Biosynthesis of Curcuma longa-silver nanoparticles
The fresh rhizomes of C. longa were washed with distilled water and shade dried for more than 1 week and then sliced for making a fine powder of dried rhizomes by mortar and pestle. This powder was stored in a closed container for future use. C. longa fresh rhizome powder (1 g) was added to 1000 ml distilled water (solvent) and left for 24 h at room temperature. After 24 h, temperature was slightly increased for dissolving the rhizome powder which was followed by vigorous stirring for 2 h. At last, extract was filtered by Whatman Filter Paper No. 1 and filtrate was stored at 4°C for further uses. Two concentrations of AgNo3, 10 ml (1 × 10−3 mM) and 10 μl (1 M) were added to 20 ml and 10 ml, respectively, filtrate of C. longa followed by stirring 2 h at room temperature and left for 24 h in dark to avoid any photochemical reactions at room temperature. The reduction proceeded which was detected by the color changing of the formulation (A) and (B). Formulations can be stored at 4°C for >2 weeks.
Characterization of Curcuma longa-silver nanoparticles
Characterization of CUR/AgNPs is essential to evaluate the functional aspects of the synthesized particles. After formation, CUR/AgNPs was subjected to ultraviolet–visible (UV-Vis) spectrophotometer (1800 Shimadzu) over the wavelength range of 300–800 nm after diluting the sample with Millipore water. Spectrum bands were influenced by the size, shape, morphology, composition, and dielectric environment of the prepared nanoparticles.

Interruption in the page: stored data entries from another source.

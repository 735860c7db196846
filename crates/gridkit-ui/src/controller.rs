//! Interaction controller.
//!
//! Translates host events into placement operations on the shared
//! [`AppState`], hands changed breakpoints to the persistence synchronizer
//! and installs the canonical template the store answers with.
//!
//! The state lock is never held across an await point. A save result is
//! installed only if no local edit happened after its payload was captured;
//! otherwise the newer local document stays and its breakpoints remain dirty
//! for the next save.

use std::sync::Arc;

use async_trait::async_trait;

use gridkit_core::{thread_safe, AppEvent, EventBus, LayoutError, LayoutEvent, ThreadSafe};
use gridkit_layout::placement::{self, Direction, DropRequest};
use gridkit_layout::{
    select_breakpoint, Breakpoint, LayoutDocument, TemplateConfig, WidgetAttribute,
    WidgetRegistry, WireItem,
};
use gridkit_settings::{Config, GridSettings};
use gridkit_sync::{
    DashboardTemplate, PersistenceSynchronizer, SkipReason, SyncOutcome, TemplateStore,
};

use crate::host::{DropEvent, GridEventHandler, KeyEvent, ENTER_KEY};
use crate::render::{self, RenderedGrid, DROPPING_ITEM_ID};
use crate::state::AppState;

/// Controller for one dashboard grid
pub struct InteractionController {
    state: ThreadSafe<AppState>,
    registry: Arc<dyn WidgetRegistry>,
    sync: PersistenceSynchronizer,
    events: Arc<EventBus>,
    grid: GridSettings,
}

impl InteractionController {
    pub fn new(
        registry: Arc<dyn WidgetRegistry>,
        store: Arc<dyn TemplateStore>,
        events: Arc<EventBus>,
        config: &Config,
    ) -> Self {
        Self {
            state: thread_safe(AppState::default()),
            registry,
            sync: PersistenceSynchronizer::new(
                store,
                events.clone(),
                config.sync.debounce_window(),
            ),
            events,
            grid: config.grid.clone(),
        }
    }

    /// Copy of the current state
    pub fn snapshot(&self) -> AppState {
        self.state.lock().clone()
    }

    /// Shared handle to the state, for hosts that render on their own schedule
    pub fn state(&self) -> ThreadSafe<AppState> {
        self.state.clone()
    }

    pub fn render(&self) -> RenderedGrid {
        let state = self.state.lock();
        render::render(&state, self.registry.as_ref(), &self.grid)
    }

    /// Load the default template and pick the breakpoint for the container.
    ///
    /// Does nothing if a template is already bound. The controller counts as
    /// loaded afterwards whether or not the fetch succeeded.
    pub async fn bootstrap(&self, container_width: u32) {
        if self.state.lock().template_id >= 0 {
            return;
        }

        let result = self.sync.load_default(&self.grid.layout_type).await;

        let loaded = {
            let mut state = self.state.lock();
            state.container_width = container_width;
            state.loaded = true;
            result.ok().map(|template| {
                let breakpoint = select_breakpoint(container_width);
                state.reconcile(self.hydrate(&template.template_config));
                state.template_id = template.id;
                state.breakpoint = Some(breakpoint);
                (template.id, breakpoint)
            })
        };

        // Handlers run inline and may lock the state themselves
        if let Some((template_id, breakpoint)) = loaded {
            tracing::info!(
                "Loaded template {} at {} ({}px)",
                template_id,
                breakpoint,
                container_width
            );
            self.publish(LayoutEvent::TemplateLoaded {
                template_id,
                breakpoint: breakpoint.to_string(),
            });
        }
    }

    pub fn set_layout_locked(&self, locked: bool) {
        self.state.lock().layout_locked = locked;
    }

    /// A drag from the widget bank entered the grid
    pub fn begin_drag(&self, widget_type: impl Into<String>) {
        self.state.lock().drop_candidate = Some(widget_type.into());
    }

    /// The drag left the grid without dropping
    pub fn cancel_drag(&self) {
        self.state.lock().drop_candidate = None;
    }

    /// Insert the dropped widget on every breakpoint.
    ///
    /// Returns the new item id, or `None` if the payload is not a registered
    /// widget type or no breakpoint is active.
    pub fn drop_widget(&self, event: &DropEvent) -> Option<String> {
        let mut state = self.state.lock();
        if state.layout_locked {
            return None;
        }
        let breakpoint = state.breakpoint?;

        let request = DropRequest {
            widget_type: event.payload.clone(),
            x: event.x,
            y: event.y,
            w: event.w,
            h: event.h,
        };
        let outcome = match placement::drop_registered(
            &state.document,
            breakpoint,
            &request,
            self.registry.as_ref(),
        ) {
            Ok(outcome) => outcome,
            Err(err) => {
                tracing::debug!("Ignoring drop: {}", err);
                return None;
            }
        };
        state.drop_candidate = None;
        state.replace_document(outcome.document, Breakpoint::ALL);
        drop(state);

        self.publish(LayoutEvent::WidgetDropped {
            id: outcome.id.clone(),
            widget_type: event.payload.clone(),
        });
        Some(outcome.id)
    }

    /// Adopt the geometry reported after a drag or resize and persist it
    pub async fn layout_changed(&self, reported: Vec<WireItem>) -> SyncOutcome {
        let (template_id, partial, revision) = {
            let mut state = self.state.lock();
            if state.initial_render {
                state.initial_render = false;
                return SyncOutcome::Skipped(SkipReason::InitialRender);
            }
            let guard = state.sync_guard();
            if let Err(reason) = guard.check() {
                tracing::debug!("Ignoring layout change: {:?}", reason);
                return SyncOutcome::Skipped(reason);
            }
            let Some(breakpoint) = state.breakpoint else {
                return SyncOutcome::Skipped(SkipReason::NoBreakpoint);
            };

            let reported: Vec<WireItem> = reported
                .into_iter()
                .filter(|item| item.i != DROPPING_ITEM_ID)
                .collect();
            let document = placement::apply_geometry(&state.document, breakpoint, &reported);
            state.replace_document(document, [breakpoint]);
            (state.template_id, state.dirty_payload(), state.revision())
        };

        let outcome = self.sync.persist(template_id, partial).await;
        self.settle(&outcome, revision);
        outcome
    }

    /// Switch the active slice; no items are moved between breakpoints
    pub fn breakpoint_changed(&self, breakpoint: Breakpoint) {
        let mut state = self.state.lock();
        let previous = state.breakpoint.replace(breakpoint);
        drop(state);

        if previous != Some(breakpoint) {
            tracing::debug!("Breakpoint {:?} -> {}", previous, breakpoint);
            self.publish(LayoutEvent::BreakpointChanged {
                from: previous.map(|bp| bp.to_string()),
                to: breakpoint.to_string(),
            });
        }
    }

    /// Record a new container width and follow the breakpoint it selects
    pub fn container_resized(&self, width: u32) {
        self.state.lock().container_width = width;
        self.breakpoint_changed(select_breakpoint(width));
    }

    /// `Enter` toggles the tile as the active item; other keys are ignored
    pub fn key_up(&self, event: &KeyEvent) -> bool {
        if event.code != ENTER_KEY {
            return false;
        }
        let mut state = self.state.lock();
        if state.active_item.as_deref() == Some(event.item_id.as_str()) {
            state.active_item = None;
        } else {
            state.active_item = Some(event.item_id.clone());
        }
        true
    }

    /// Arrow keys nudge the active item by one cell on the active breakpoint.
    ///
    /// Returns `None` when the key is not an arrow or the move is not allowed.
    pub async fn key_down(&self, code: &str) -> Option<SyncOutcome> {
        let direction = Direction::from_key_code(code)?;

        let (guard, partial, revision) = {
            let mut state = self.state.lock();
            if state.layout_locked || state.drop_pending() {
                return None;
            }
            let breakpoint = state.breakpoint?;
            let id = state.active_item.clone()?;
            let document = placement::move_item(&state.document, breakpoint, &id, direction)?;
            state.replace_document(document, [breakpoint]);
            (state.sync_guard(), state.dirty_payload(), state.revision())
        };

        let outcome = self.sync.persist_guarded(guard, partial).await;
        self.settle(&outcome, revision);
        Some(outcome)
    }

    /// Replace one field of an item on every breakpoint
    pub fn set_widget_attribute(
        &self,
        id: &str,
        attribute: WidgetAttribute,
    ) -> Result<(), LayoutError> {
        let mut state = self.state.lock();
        let touched = state.document.breakpoints_containing(id);
        if touched.is_empty() {
            return Err(LayoutError::ItemNotFound { id: id.to_string() });
        }
        tracing::debug!("Setting {} on {}", attribute.name(), id);
        let document = placement::set_widget_attribute(&state.document, id, &attribute);
        state.replace_document(document, touched);
        Ok(())
    }

    /// Remove an item from every breakpoint
    pub fn remove_widget(&self, id: &str) -> Result<(), LayoutError> {
        let mut state = self.state.lock();
        let touched = state.document.breakpoints_containing(id);
        if touched.is_empty() {
            return Err(LayoutError::ItemNotFound { id: id.to_string() });
        }
        let document = placement::remove_widget(&state.document, id);
        state.replace_document(document, touched);
        if state.active_item.as_deref() == Some(id) {
            state.active_item = None;
        }
        drop(state);

        self.publish(LayoutEvent::WidgetRemoved { id: id.to_string() });
        Ok(())
    }

    fn settle(&self, outcome: &SyncOutcome, revision: u64) {
        if let SyncOutcome::Saved(template) = outcome {
            self.install(template, revision);
        }
    }

    fn install(&self, template: &DashboardTemplate, revision: u64) {
        let mut state = self.state.lock();
        if state.revision() != revision {
            tracing::debug!(
                "Discarding saved template {}: local edits are newer",
                template.id
            );
            return;
        }
        let document = self.hydrate(&template.template_config);
        state.reconcile(document);
    }

    /// Build a document from stored config, filling widget config from the
    /// registry
    fn hydrate(&self, config: &TemplateConfig) -> LayoutDocument {
        LayoutDocument::from_template_config(config).map_breakpoints(|_, items| {
            items
                .iter()
                .map(|item| {
                    let mut item = item.clone();
                    item.config = self
                        .registry
                        .lookup(&item.widget_type)
                        .map(|definition| definition.config.clone());
                    item
                })
                .collect()
        })
    }

    fn publish(&self, event: LayoutEvent) {
        self.events.emit(AppEvent::Layout(event));
    }
}

#[async_trait]
impl GridEventHandler for InteractionController {
    async fn on_drop(&self, event: DropEvent) {
        self.drop_widget(&event);
    }

    async fn on_layout_change(&self, items: Vec<WireItem>) {
        self.layout_changed(items).await;
    }

    async fn on_breakpoint_change(&self, breakpoint: Breakpoint) {
        self.breakpoint_changed(breakpoint);
    }

    async fn on_key_up(&self, event: KeyEvent) {
        self.key_up(&event);
    }

    async fn on_key_down(&self, code: &str) {
        self.key_down(code).await;
    }
}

Scanning electron microscope
Scanning electron microscope is a type of electron microscope that produces images of a sample by scanning it with a focused beam of electrons; the electrons interact with the atoms in the sample, producing various signals that contain information about the sample's surface and composition. Both samples (A) and (B) were characterized by SEM Sample fixation and dehydration on a glass grid and analyzed using SEM.
Transmission electron microscopy
The applications of AgNPs are highly dependent on the chemical composition, shape, size, and monodispersity of the particles. Two samples (A) and (B) were characterized by TEM to check the morphology and size of prepared CUR/AgNPs. Ten microliters sample was adsorbed on the carbon-coated copper grid and analyzed under a Jeol JEM 1400 TEM at 100 KV. Images were acquired using a Gatan Orius CCD camera and Digital Micrograph software.
Cancer cell culture
Human breast cancer cells (MDA-MB-231) were obtained from NCCS, India. These cells were grown as a monolayer in MEM, which was supplemented with 10% FBS and 1% antibiotic and incubated at 37°C in 5% CO2 with 95% humidity. The cells were maintained in 75 cm2 tissue culture flask.

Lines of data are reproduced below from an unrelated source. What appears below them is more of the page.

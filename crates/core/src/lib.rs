//! Core types and configuration for the listing-stats system.
//!
//! This crate provides shared types used across all other crates:
//! - Listing records and the keys rules can match on
//! - Statistics and outlier reports
//! - Configuration structures
//! - Common error types

pub mod config;
pub mod error;
pub mod types;

pub use config::Config;
pub use error::{Error, Result};
pub use types::*;
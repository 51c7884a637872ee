use chrono::NaiveDate;
use listing_analysis::{aggregate, classify, AnalysisEngine, PriceAccumulator, PriceProfile};
use listing_core::config::SourceConfig;
use listing_core::{Config, Listing, ListingKey, Price};
use listing_ingestion::{ListingGenerator, SkipRule};
use rand::rngs::StdRng;
use rand::seq::SliceRandom;
use rand::SeedableRng;

fn as_of() -> NaiveDate {
    NaiveDate::from_ymd_opt(2024, 10, 19).unwrap()
}

fn generated(seed: u64) -> ListingGenerator<StdRng> {
    ListingGenerator::seeded(SourceConfig::default(), as_of(), seed).unwrap()
}

#[test]
fn test_default_pipeline_invariants() {
    let engine = AnalysisEngine::new(&Config::default()).unwrap();
    let report = engine.run(generated(11), as_of()).unwrap();

    assert_eq!(report.listings, 500);

    let stats = report.statistics;
    assert!(stats.min <= stats.max);
    assert!(stats.min as f64 <= stats.mean && stats.mean <= stats.max as f64);
    assert!(stats.stddev >= 0.0);
    assert!(stats.min >= 500_000 && stats.max < 2_500_000);

    let outliers = report.outliers.unwrap();
    assert_eq!(outliers.normal_count + outliers.outlier_count, 500);

    // Only listings from the last 60 of 120 months are grouped
    let grouped: usize = report.groups.values().sum();
    assert!(grouped <= 500);
    assert!(report.groups.keys().all(|k| SourceConfig::default().categories.contains(k)));
}

#[test]
fn test_skip_rule_on_generated_source() {
    let rule = SkipRule::new(10, ListingKey::Brand, "Mazda").unwrap();

    let raw: Vec<Listing> = generated(5).take(2_000).collect();
    let filtered: Vec<Listing> = rule.apply(raw.clone().into_iter()).collect();

    let raw_mazda = raw.iter().filter(|l| l.brand == "Mazda").count();
    let kept_mazda = filtered.iter().filter(|l| l.brand == "Mazda").count();
    assert!(raw_mazda >= 10);
    assert_eq!(kept_mazda, raw_mazda - 10);
    assert_eq!(filtered.len(), raw.len() - 10);

    // Everything after the tenth Mazda passes through untouched
    let tenth = raw
        .iter()
        .enumerate()
        .filter(|(_, l)| l.brand == "Mazda")
        .nth(9)
        .map(|(i, _)| i)
        .unwrap();
    assert_eq!(&filtered[tenth + 1 - 10..], &raw[tenth + 1..]);
}

#[test]
fn test_reports_are_permutation_invariant() {
    let mut prices: Vec<Price> = generated(23).take(500).map(|l| l.price).collect();
    let stats = aggregate(prices.iter().copied());
    let outliers = classify(&prices).unwrap();

    let mut rng = StdRng::seed_from_u64(99);
    for _ in 0..5 {
        prices.shuffle(&mut rng);
        let shuffled_stats = aggregate(prices.iter().copied());
        assert_eq!(shuffled_stats.mean.to_bits(), stats.mean.to_bits());
        assert_eq!(shuffled_stats.stddev.to_bits(), stats.stddev.to_bits());
        assert_eq!(classify(&prices).unwrap(), outliers);
    }
}

#[test]
fn test_chunked_aggregation_matches() {
    let prices: Vec<Price> = generated(8).take(1_000).map(|l| l.price).collect();
    let whole = aggregate(prices.iter().copied());

    let merged = prices
        .chunks(37)
        .map(|chunk| chunk.iter().copied().collect::<PriceAccumulator>())
        .rev()
        .fold(PriceAccumulator::new(), PriceAccumulator::merge);

    assert_eq!(merged.finish(), whole);
}

#[test]
fn test_profile_matches_free_functions() {
    let listings: Vec<Listing> = generated(3).take(250).collect();
    let prices: Vec<Price> = listings.iter().map(|l| l.price).collect();
    let profile = PriceProfile::from_listings(&listings);

    assert_eq!(profile.statistics(), aggregate(prices.iter().copied()));
    assert_eq!(
        profile.outliers(&Default::default()).unwrap(),
        classify(&prices).unwrap()
    );
}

Viability of Curcuma longa-silver nanoparticles treated MDA-MB-231 cells – MTT assay
The MTT assay is a colorimetric, nonradioactive assay for measuring cell viability through increased metabolization of tetrazolium salt. MDA-MB-231 cells in the concentration of 1 × 106 cells/ml were taken into 96 well plates. Then, the cells were treated with different concentration of CUR/AgNPs (0–50 μg/ml) and incubated in the presence of 5% CO2 and 95% humidity at 37°C for 24and 48 h. MTT (5 mg/ml) was added to the incubated cells and then further incubated for another 4 h. The crystals were dissolved in 200 μl of dimethyl sulfoxide (DMSO), and the absorbance was measured by colorimetric at 570 nm with reference filter as 655 nm.
Acridine Orange and ethidium bromide dual staining to detect induction of apoptosis in cancer cells
AO and ethidium bromide (EB) dual staining was carried out to detect induction of apoptosis on CUR/AgNPs treated (24 and 48 h) MDA-MB-231 cells. AO/EB dual staining is used to study the apoptotic and necrotic cells to visualize the cellular and nuclear changes with respect to live cells morphology. For this assay, 0.5 × 106 cells were treated with CUR/AgNPs for 24 and 48 h at 37°C. The cells were initially washed with phosphate-buffered saline (PBS) and then stained with EB (100 μg/ml) and AO (100 μg/ml). The cells were fixed in 3:1 ratio of methanol and glacial acetic acid for 1 h at room temperature and were examined under a UV illumination fluorescence microscope using the 20× objectives (Nikon 80i Eclipse, Japan) and the digitized images were captured.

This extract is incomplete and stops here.